- **ABOUT THIS TASK**:
The records that follow should be copied in full, exactly as they read.
GIVEN DATA: Begin
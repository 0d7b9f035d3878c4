use std::collections::HashMap;

use serde::Deserialize;
use serde_json::Value;

use super::signature::hash_secret;

/// Session issued by the auth server.
///
/// `api_key` and `api_secret_hash` sign every later API call; the raw
/// secret is hashed as soon as it arrives and not kept.
#[derive(Debug, Clone, PartialEq, Eq)]
pub struct Session {
    pub id: String,
    pub api_key: String,
    pub api_secret_hash: String,
}

/// Body of a successful session create/validate response.
#[derive(Debug, Deserialize)]
pub(crate) struct SessionResponse {
    id: String,
    #[serde(default)]
    custom_params: HashMap<String, Value>,
}

impl SessionResponse {
    fn custom_param(&self, name: &str) -> Option<&str> {
        self.custom_params.get(name).and_then(Value::as_str)
    }

    /// Convert to a `Session`, or name the first missing field.
    pub(crate) fn into_session(self) -> Result<Session, &'static str> {
        let api_key = self.custom_param("key").ok_or("custom_params.key")?.to_string();
        let secret = self.custom_param("secret").ok_or("custom_params.secret")?;
        let api_secret_hash = hash_secret(secret);

        Ok(Session {
            id: self.id,
            api_key,
            api_secret_hash,
        })
    }
}
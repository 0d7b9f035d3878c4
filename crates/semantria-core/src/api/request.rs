use std::collections::BTreeMap;

use reqwest::Method;
use serde_json::Value;

/// Everything needed to perform one API call.
///
/// Built once with the `with_*` methods and then handed to
/// [`HttpExecutor::execute`](super::HttpExecutor::execute) by reference, so
/// nothing from one call can leak into the next.
#[derive(Debug, Clone)]
pub struct SignedRequest {
    method: Method,
    url: String,
    params: BTreeMap<String, String>,
    body: Option<String>,
    headers: BTreeMap<String, String>,
    key: Option<String>,
    secret_hash: Option<String>,
    binary: bool,
    compression: bool,
}

impl SignedRequest {
    pub fn new(method: Method, url: impl Into<String>) -> Self {
        Self {
            method,
            url: url.into(),
            params: BTreeMap::new(),
            body: None,
            headers: BTreeMap::new(),
            key: None,
            secret_hash: None,
            binary: false,
            compression: false,
        }
    }

    pub fn get(url: impl Into<String>) -> Self {
        Self::new(Method::GET, url)
    }

    pub fn post(url: impl Into<String>) -> Self {
        Self::new(Method::POST, url)
    }

    pub fn with_param(mut self, name: impl Into<String>, value: impl Into<String>) -> Self {
        self.params.insert(name.into(), value.into());
        self
    }

    pub fn with_params<I, K, V>(mut self, params: I) -> Self
    where
        I: IntoIterator<Item = (K, V)>,
        K: Into<String>,
        V: Into<String>,
    {
        self.params
            .extend(params.into_iter().map(|(k, v)| (k.into(), v.into())));
        self
    }

    pub fn with_body(mut self, body: impl Into<String>) -> Self {
        self.body = Some(body.into());
        self
    }

    pub fn with_header(mut self, name: impl Into<String>, value: impl Into<String>) -> Self {
        self.headers.insert(name.into(), value.into());
        self
    }

    /// Sign the request with a session key and the hashed session secret.
    pub fn with_signing(mut self, key: impl Into<String>, secret_hash: impl Into<String>) -> Self {
        let key = key.into();
        let secret_hash = secret_hash.into();
        self.key = (!key.is_empty()).then_some(key);
        self.secret_hash = (!secret_hash.is_empty()).then_some(secret_hash);
        self
    }

    /// Keep the response as raw bytes instead of decoding it as text.
    pub fn binary(mut self) -> Self {
        self.binary = true;
        self
    }

    pub fn with_compression(mut self, compression: bool) -> Self {
        self.compression = compression;
        self
    }

    pub fn method(&self) -> &Method {
        &self.method
    }

    pub fn url(&self) -> &str {
        &self.url
    }

    pub fn params(&self) -> &BTreeMap<String, String> {
        &self.params
    }

    pub fn body(&self) -> Option<&str> {
        self.body.as_deref()
    }

    pub fn headers(&self) -> &BTreeMap<String, String> {
        &self.headers
    }

    pub fn key(&self) -> Option<&str> {
        self.key.as_deref()
    }

    pub fn secret_hash(&self) -> Option<&str> {
        self.secret_hash.as_deref()
    }

    pub fn is_binary(&self) -> bool {
        self.binary
    }

    pub fn wants_compression(&self) -> bool {
        self.compression
    }

    /// Whether the request asks the server for a compressed response.
    /// Only GET requests negotiate compression.
    pub fn accepts_compressed(&self) -> bool {
        self.compression && self.method == Method::GET
    }

    /// Base URL plus `params` appended with raw, unencoded values.
    pub fn full_url_with(&self, params: &BTreeMap<String, String>) -> String {
        if params.is_empty() {
            return self.url.clone();
        }

        let query = params
            .iter()
            .map(|(k, v)| format!("{}={}", k, v))
            .collect::<Vec<_>>()
            .join("&");
        let separator = if self.url.contains('?') { '&' } else { '?' };
        format!("{}{}{}", self.url, separator, query)
    }

    /// Base URL plus the caller's own query parameters.
    pub fn full_url(&self) -> String {
        self.full_url_with(&self.params)
    }
}

/// Normalized result of one executed request.
///
/// For a 2xx response exactly one of `body_text`/`body_bytes` is set,
/// depending on whether binary mode was requested. For any other status only
/// `error_body` is set. A `status` of `0` means no status was ever read.
#[derive(Debug, Clone, Default, PartialEq, Eq)]
pub struct RequestOutcome {
    pub status: u16,
    pub body_text: Option<String>,
    pub body_bytes: Option<Vec<u8>>,
    pub error_body: Option<String>,
}

impl RequestOutcome {
    pub fn is_success(&self) -> bool {
        (200..300).contains(&self.status)
    }

    pub fn is_transport_failure(&self) -> bool {
        self.status == 0
    }

    /// Named field of a flat JSON error body, or the raw error body when it
    /// is not JSON or lacks the field.
    pub fn error_field(&self, name: &str) -> Option<String> {
        let body = self.error_body.as_deref()?;
        let field = serde_json::from_str::<serde_json::Map<String, Value>>(body)
            .ok()
            .and_then(|map| map.get(name).cloned());

        match field {
            Some(Value::String(s)) => Some(s),
            Some(Value::Null) | None => Some(body.to_string()),
            Some(other) => Some(other.to_string()),
        }
    }
}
GIVEN DATA: End
- **RESPONSE AREA**:
repository 0d7b9f035d3878c4
use std::collections::HashMap;

use serde::Deserialize;
use serde_json::Value;

use super::signature::hash_secret;

/// Session issued by the auth server.
///
/// `api_key` and `api_secret_hash` sign every later API call; the raw
/// secret is hashed as soon as it arrives and not kept.
#[derive(Debug, Clone, PartialEq, Eq)]
pub struct Session {
    pub id: String,
    pub api_key: String,
    pub api_secret_hash: String,
}

/// Body of a successful session create/validate response.
#[derive(Debug, Deserialize)]
pub(crate) struct SessionResponse {
    id: String,
    #[serde(default)]
    custom_params: HashMap<String, Value>,
}

impl SessionResponse {
    fn custom_param(&self, name: &str) -> Option<&str> {
        self.custom_params.get(name).and_then(Value::as_str)
    }

    /// Convert to a `Session`, or name the first missing field.
    pub(crate) fn into_session(self) -> Result<Session, &'static str> {
        let api_key = self.custom_param("key").ok_or("custom_params.key")?.to_string();
        let secret = self.custom_param("secret").ok_or("custom_params.secret")?;
        let api_secret_hash = hash_secret(secret);

        Ok(Session {
            id: self.id,
            api_key,
            api_secret_hash,
        })
    }
}
repository 0d7b9f035d3878c4
filename crates/semantria-core/src/api/request.rs
use std::collections::BTreeMap;

use reqwest::Method;
use serde_json::Value;

/// Everything needed to perform one API call.
///
/// Built once with the `with_*` methods and then handed to
/// [`HttpExecutor::execute`](super::HttpExecutor::execute) by reference, so
/// nothing from one call can leak into the next.
#[derive(Debug, Clone)]
pub struct SignedRequest {
    method: Method,
    url: String,
    params: BTreeMap<String, String>,
    body: Option<String>,
    headers: BTreeMap<String, String>,
    key: Option<String>,
    secret_hash: Option<String>,
    binary: bool,
    compression: bool,
}

impl SignedRequest {
    pub fn new(method: Method, url: impl Into<String>) -> Self {
        Self {
            method,
            url: url.into(),
            params: BTreeMap::new(),
            body: None,
            headers: BTreeMap::new(),
            key: None,
            secret_hash: None,
            binary: false,
            compression: false,
        }
    }

    pub fn get(url: impl Into<String>) -> Self {
        Self::new(Method::GET, url)
    }

    pub fn post(url: impl Into<String>) -> Self {
        Self::new(Method::POST, url)
    }

    pub fn with_param(mut self, name: impl Into<String>, value: impl Into<String>) -> Self {
        self.params.insert(name.into(), value.into());
        self
    }

    pub fn with_params<I, K, V>(mut self, params: I) -> Self
    where
        I: IntoIterator<Item = (K, V)>,
        K: Into<String>,
        V: Into<String>,
    {
        self.params
            .extend(params.into_iter().map(|(k, v)| (k.into(), v.into())));
        self
    }

    pub fn with_body(mut self, body: impl Into<String>) -> Self {
        self.body = Some(body.into());
        self
    }

    pub fn with_header(mut self, name: impl Into<String>, value: impl Into<String>) -> Self {
        self.headers.insert(name.into(), value.into());
        self
    }

    /// Sign the request with a session key and the hashed session secret.
    pub fn with_signing(mut self, key: impl Into<String>, secret_hash: impl Into<String>) -> Self {
        let key = key.into();
        let secret_hash = secret_hash.into();
        self.key = (!key.is_empty()).then_some(key);
        self.secret_hash = (!secret_hash.is_empty()).then_some(secret_hash);
        self
    }

    /// Keep the response as raw bytes instead of decoding it as text.
    pub fn binary(mut self) -> Self {
        self.binary = true;
        self
    }

    pub fn with_compression(mut self, compression: bool) -> Self {
        self.compression = compression;
        self
    }

    pub fn method(&self) -> &Method {
        &self.method
    }

    pub fn url(&self) -> &str {
        &self.url
    }

    pub fn params(&self) -> &BTreeMap<String, String> {
        &self.params
    }

    pub fn body(&self) -> Option<&str> {
        self.body.as_deref()
    }

    pub fn headers(&self) -> &BTreeMap<String, String> {
        &self.headers
    }

    pub fn key(&self) -> Option<&str> {
        self.key.as_deref()
    }

    pub fn secret_hash(&self) -> Option<&str> {
        self.secret_hash.as_deref()
    }

    pub fn is_binary(&self) -> bool {
        self.binary
    }

    pub fn wants_compression(&self) -> bool {
        self.compression
    }

    /// Whether the request asks the server for a compressed response.
    /// Only GET requests negotiate compression.
    pub fn accepts_compressed(&self) -> bool {
        self.compression && self.method == Method::GET
    }

    /// Base URL plus `params` appended with raw, unencoded values.
    pub fn full_url_with(&self, params: &BTreeMap<String, String>) -> String {
        if params.is_empty() {
            return self.url.clone();
        }

        let query = params
            .iter()
            .map(|(k, v)| format!("{}={}", k, v))
            .collect::<Vec<_>>()
            .join("&");
        let separator = if self.url.contains('?') { '&' } else { '?' };
        format!("{}{}{}", self.url, separator, query)
    }

    /// Base URL plus the caller's own query parameters.
    pub fn full_url(&self) -> String {
        self.full_url_with(&self.params)
    }
}

/// Normalized result of one executed request.
///
/// For a 2xx response exactly one of `body_text`/`body_bytes` is set,
/// depending on whether binary mode was requested. For any other status only
/// `error_body` is set. A `status` of `0` means no status was ever read.
#[derive(Debug, Clone, Default, PartialEq, Eq)]
pub struct RequestOutcome {
    pub status: u16,
    pub body_text: Option<String>,
    pub body_bytes: Option<Vec<u8>>,
    pub error_body: Option<String>,
}

impl RequestOutcome {
    pub fn is_success(&self) -> bool {
        (200..300).contains(&self.status)
    }

    pub fn is_transport_failure(&self) -> bool {
        self.status == 0
    }

    /// Named field of a flat JSON error body, or the raw error body when it
    /// is not JSON or lacks the field.
    pub fn error_field(&self, name: &str) -> Option<String> {
        let body = self.error_body.as_deref()?;
        let field = serde_json::from_str::<serde_json::Map<String, Value>>(body)
            .ok()
            .and_then(|map| map.get(name).cloned());

        match field {
            Some(Value::String(s)) => Some(s),
            Some(Value::Null) | None => Some(body.to_string()),
            Some(other) => Some(other.to_string()),
        }
    }
}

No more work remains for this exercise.